IRF3 activates RB to authorize cGAS-STING-induced senescence and mitigate liver fibrosis

Cytosolic dsDNA surveillance by cGAS-STING signaling triggers autophagy, biased mRNA translation, cellular senescence, and interferon-mediated immune responses. However, detailed mechanisms and physiological relevance of STING-induced senescence are not fully understood. Here, we unexpectedly found that IRF3, activated during innate DNA sensing, forms substantial endogenous complexes in the nucleus with retinoblastoma (RB), a well-known tumor suppressor and key cell cycle regulator.
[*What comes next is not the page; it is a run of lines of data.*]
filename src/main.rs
use carbon_footprint::utils::logger::{self, LogFormat};
use carbon_footprint::CliConfig;
use clap::Parser;

fn main() {
    let config = CliConfig::parse();

    let log_format = if config.json_logs {
        LogFormat::Json
    } else {
        LogFormat::Compact
    };
    logger::init_cli_logger(config.verbose, log_format);

    tracing::info!("Starting carbon-footprint CLI");
    if config.verbose {
        tracing::debug!("CLI config: {:?}", config);
    }

    match config.run() {
        Ok(output) if output.ends_with('\n') => print!("{}", output),
        Ok(output) => println!("{}", output),
        Err(e) => {
            tracing::error!(
                "❌ Calculation failed: {} (Category: {:?}, Severity: {:?})",
                e,
                e.category(),
                e.severity()
            );
            tracing::debug!("💡 Recovery suggestion: {}", e.recovery_suggestion());

            eprintln!("❌ {}", e.user_friendly_message());
            eprintln!("💡 {}", e.recovery_suggestion());

            let exit_code = e.exit_code();
            if exit_code > 0 {
                std::process::exit(exit_code);
            }
        }
    }
}
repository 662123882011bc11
use thiserror::Error;

pub const INVALID_INPUT_MESSAGE: &str = "Please enter valid numbers for all fields.";

#[derive(Error, Debug)]
pub enum FootprintError {
    #[error("{message}")]
    InvalidInput { message: String },

    #[error("Configuration error: {message}")]
    ConfigError { message: String },

    #[error("Invalid value for '{field}': '{value}' ({reason})")]
    InvalidConfigValue {
        field: String,
        value: String,
        reason: String,
    },

    #[error("TOML parsing error: {0}")]
    TomlError(#[from] toml::de::Error),

    #[error("CSV processing error: {0}")]
    CsvError(#[from] csv::Error),

    #[error("IO error: {0}")]
    IoError(#[from] std::io::Error),

    #[error("Serialization error: {0}")]
    SerializationError(#[from] serde_json::Error),
}

#[derive(Debug, Clone, Copy, PartialEq, Eq)]
pub enum ErrorCategory {
    Input,
    Configuration,
    Output,
    System,
}

#[derive(Debug, Clone, Copy, PartialEq, Eq, PartialOrd, Ord)]
pub enum ErrorSeverity {
    Low,
    Medium,
    High,
    Critical,
}

impl FootprintError {
    pub fn invalid_input() -> Self {
        FootprintError::InvalidInput {
            message: INVALID_INPUT_MESSAGE.to_string(),
        }
    }

    pub fn category(&self) -> ErrorCategory {
        match self {
            FootprintError::InvalidInput { .. } => ErrorCategory::Input,
            FootprintError::ConfigError { .. }
            | FootprintError::InvalidConfigValue { .. }
            | FootprintError::TomlError(_) => ErrorCategory::Configuration,
            FootprintError::CsvError(_) | FootprintError::SerializationError(_) => {
                ErrorCategory::Output
            }
            FootprintError::IoError(_) => ErrorCategory::System,
        }
    }

    pub fn severity(&self) -> ErrorSeverity {
        match self.category() {
            ErrorCategory::Input | ErrorCategory::Configuration => ErrorSeverity::High,
            ErrorCategory::Output => ErrorSeverity::Medium,
            ErrorCategory::System => ErrorSeverity::Critical,
        }
    }

    /// Process exit code for the CLI.
    pub fn exit_code(&self) -> i32 {
        match self.severity() {
            ErrorSeverity::Low => 0,
            ErrorSeverity::Medium => 2,
            ErrorSeverity::High => 1,
            ErrorSeverity::Critical => 3,
        }
    }

    pub fn user_friendly_message(&self) -> String {
        match self {
            FootprintError::InvalidInput { message } => message.clone(),
            FootprintError::InvalidConfigValue { field, reason, .. } => {
                format!("Configuration value '{}' is invalid: {}", field, reason)
            }
            FootprintError::ConfigError { message } => format!("Configuration problem: {}", message),
            FootprintError::TomlError(_) => "The configuration file is not valid TOML".to_string(),
            FootprintError::CsvError(_) => "Failed to write CSV output".to_string(),
            FootprintError::SerializationError(_) => "Failed to write JSON output".to_string(),
            FootprintError::IoError(e) => format!("File system error: {}", e),
        }
    }

    pub fn recovery_suggestion(&self) -> &'static str {
        match self {
            FootprintError::InvalidInput { .. } => {
                "Provide a number for --energy, --fuel and --methane (e.g. --energy 10)"
            }
            FootprintError::InvalidConfigValue { .. } | FootprintError::ConfigError { .. } => {
                "Check the [factors] and [report] tables of the configuration file"
            }
            FootprintError::TomlError(_) => "Fix the TOML syntax and try again",
            FootprintError::CsvError(_) | FootprintError::SerializationError(_) => {
                "Try a different --format"
            }
            FootprintError::IoError(_) => "Make sure the file exists and is readable",
        }
    }
}

pub type Result<T> = std::result::Result<T, FootprintError>;
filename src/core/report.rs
use crate::core::{ConversionFactors, DataPoint, FootprintInput, FootprintResult};
use crate::utils::error::{FootprintError, Result};
use crate::utils::validation::validate_one_of;
use chrono::{DateTime, Utc};
use serde::Serialize;
use std::str::FromStr;

pub const OUTPUT_FORMATS: [&str; 3] = ["text", "json", "csv"];

#[derive(Debug, Clone, Copy, PartialEq, Eq, Default)]
pub enum OutputFormat {
    #[default]
    Text,
    Json,
    Csv,
}

impl FromStr for OutputFormat {
    type Err = FootprintError;

    fn from_str(s: &str) -> Result<Self> {
        validate_one_of("format", s, &OUTPUT_FORMATS)?;
        Ok(match s {
            "json" => OutputFormat::Json,
            "csv" => OutputFormat::Csv,
            _ => OutputFormat::Text,
        })
    }
}

pub fn format_result(result: &FootprintResult) -> String {
    format!(
        "Your carbon footprint is: {:.2} kg CO2e",
        result.total_co2e_kg
    )
}

/// Everything shown after a successful submit.
#[derive(Debug, Clone, Serialize)]
pub struct FootprintReport {
    pub input: FootprintInput,
    pub factors: ConversionFactors,
    pub total_co2e_kg: f64,
    pub message: String,
    pub data: Vec<DataPoint>,
    pub report_url: String,
    pub generated_at: DateTime<Utc>,
}

impl FootprintReport {
    pub fn new(
        input: FootprintInput,
        factors: ConversionFactors,
        result: FootprintResult,
        data: Vec<DataPoint>,
        report_url: impl Into<String>,
    ) -> Self {
        Self {
            input,
            factors,
            total_co2e_kg: result.total_co2e_kg,
            message: format_result(&result),
            data,
            report_url: report_url.into(),
            generated_at: Utc::now(),
        }
    }

    pub fn render_text(&self) -> String {
        let name_width = self
            .data
            .iter()
            .map(|point| point.name.len())
            .max()
            .unwrap_or(0)
            .max("Name".len());

        let mut lines = vec![
            self.message.clone(),
            String::new(),
            format!("{:<width$} | Value", "Name", width = name_width),
            format!("{}-+-{}", "-".repeat(name_width), "-".repeat(10)),
        ];
        for point in &self.data {
            lines.push(format!(
                "{:<width$} | {}",
                point.name,
                point.value,
                width = name_width
            ));
        }
        lines.push(String::new());
        lines.push(format!("Download Report: {}", self.report_url));

        lines.join("\n")
    }

    /// `name,value` rows for each input plus a final total row.
    pub fn to_csv(&self) -> Result<String> {
        let mut writer = csv::Writer::from_writer(Vec::new());
        writer.write_record(["name", "value"])?;
        for point in &self.data {
            writer.write_record([point.name.as_str(), &point.value.to_string()])?;
        }
        writer.write_record(["Total CO2e (kg)", &format!("{:.2}", self.total_co2e_kg)])?;

        let bytes = writer
            .into_inner()
            .map_err(|e| FootprintError::IoError(e.into_error()))?;
        String::from_utf8(bytes).map_err(|e| {
            FootprintError::IoError(std::io::Error::new(std::io::ErrorKind::InvalidData, e))
        })
    }

    pub fn to_json(&self) -> Result<String> {
        Ok(serde_json::to_string_pretty(self)?)
    }

    pub fn render(&self, format: OutputFormat) -> Result<String> {
        match format {
            OutputFormat::Text => Ok(self.render_text()),
            OutputFormat::Json => self.to_json(),
            OutputFormat::Csv => self.to_csv(),
        }
    }
}
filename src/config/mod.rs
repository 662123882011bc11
#[cfg(feature = "cli")]
pub mod cli;
pub mod toml_config;

#[cfg(feature = "cli")]
pub use cli::CliConfig;
pub use toml_config::TomlConfig;
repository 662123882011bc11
use crate::core::{FootprintInput, FormFields};
use crate::utils::error::{FootprintError, Result};

/// Strict parse of one field: surrounding whitespace is ignored, anything
/// else that is not a finite number is rejected.
pub fn parse_field(raw: &str) -> Option<f64> {
    raw.trim()
        .parse::<f64>()
        .ok()
        .filter(|value| value.is_finite())
}

/// Lenient parse used for display data: unparseable text counts as zero.
pub fn parse_or_zero(raw: &str) -> f64 {
    parse_field(raw).unwrap_or(0.0)
}

pub fn validate(energy: &str, fuel: &str, methane: &str) -> Result<FootprintInput> {
    match (parse_field(energy), parse_field(fuel), parse_field(methane)) {
        (Some(energy), Some(fuel), Some(methane)) => {
            Ok(FootprintInput::new(energy, fuel, methane))
        }
        _ => {
            tracing::debug!(
                "Rejected input: energy={:?}, fuel={:?}, methane={:?}",
                energy,
                fuel,
                methane
            );
            Err(FootprintError::invalid_input())
        }
    }
}

pub fn validate_fields(fields: &FormFields) -> Result<FootprintInput> {
    validate(
        &fields.energy_consumption,
        &fields.fuel_usage,
        &fields.methane_emissions,
    )
}

#[cfg(test)]
mod tests {
    use super::*;
    use crate::utils::error::INVALID_INPUT_MESSAGE;

    fn assert_invalid(result: Result<FootprintInput>) {
        match result {
            Err(FootprintError::InvalidInput { message }) => {
                assert_eq!(message, INVALID_INPUT_MESSAGE)
            }
            other => panic!("expected InvalidInput, got {:?}", other),
        }
    }

    #[test]
    fn test_rejects_empty_string() {
        assert_invalid(validate("", "1", "2"));
        assert_invalid(validate("1", "", "2"));
        assert_invalid(validate("1", "2", ""));
        assert_invalid(validate("   ", "1", "2"));
    }

    #[test]
    fn test_rejects_non_numeric_text() {
        assert_invalid(validate("abc", "1", "2"));
        assert_invalid(validate("1", "two", "2"));
    }

    #[test]
    fn test_rejects_non_finite_values() {
        assert_invalid(validate("NaN", "1", "2"));
        assert_invalid(validate("inf", "1", "2"));
        assert_invalid(validate("1", "-infinity", "2"));
        assert_invalid(validate("1e400", "1", "2"));
    }

    #[test]
    fn test_accepts_numbers() {
        let input = validate("10", " 5.5 ", "-1e2").unwrap();
        assert_eq!(input, FootprintInput::new(10.0, 5.5, -100.0));
    }

    #[test]
    fn test_parse_or_zero() {
        assert_eq!(parse_or_zero("12.5"), 12.5);
        assert_eq!(parse_or_zero(""), 0.0);
        assert_eq!(parse_or_zero("abc"), 0.0);
    }

    #[test]
    fn test_numeric_prefix_is_not_accepted() {
        assert_eq!(parse_field("12abc"), None);
        assert_eq!(parse_field("3.5 kg"), None);
        assert_eq!(parse_or_zero("12abc"), 0.0);
        assert_invalid(validate("12abc", "1", "2"));
    }
}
The IRF3-RB interaction attenuates CDK4/6-mediated hyperphosphorylation of RB that mobilizes RB to deactivate E2 family (E2F) transcription factors, thereby driving cells into senescence. STING-IRF3-RB signaling plays a notable role in hepatic stellate cells (HSCs) within CCl4 or bile duct ligation (BDL)-induced murine models, pushing activated HSCs towards senescence. Accordingly, global IRF3 knockout or conditional deletion of IRF3 in HSCs aggravated liver fibrosis, a process mitigated by an FDA-approved CDK4/6 inhibitor. These findings underscore a straightforward yet vital mechanism of cGAS-STING signaling in inducing cellular senescence and unveil its unexpected biology in limiting liver fibrosis. DLD1 wild type (WT) and IRF3 knock out (KO) cells treated with ddH2O or HU for two replicates are performed mRNA sequencing.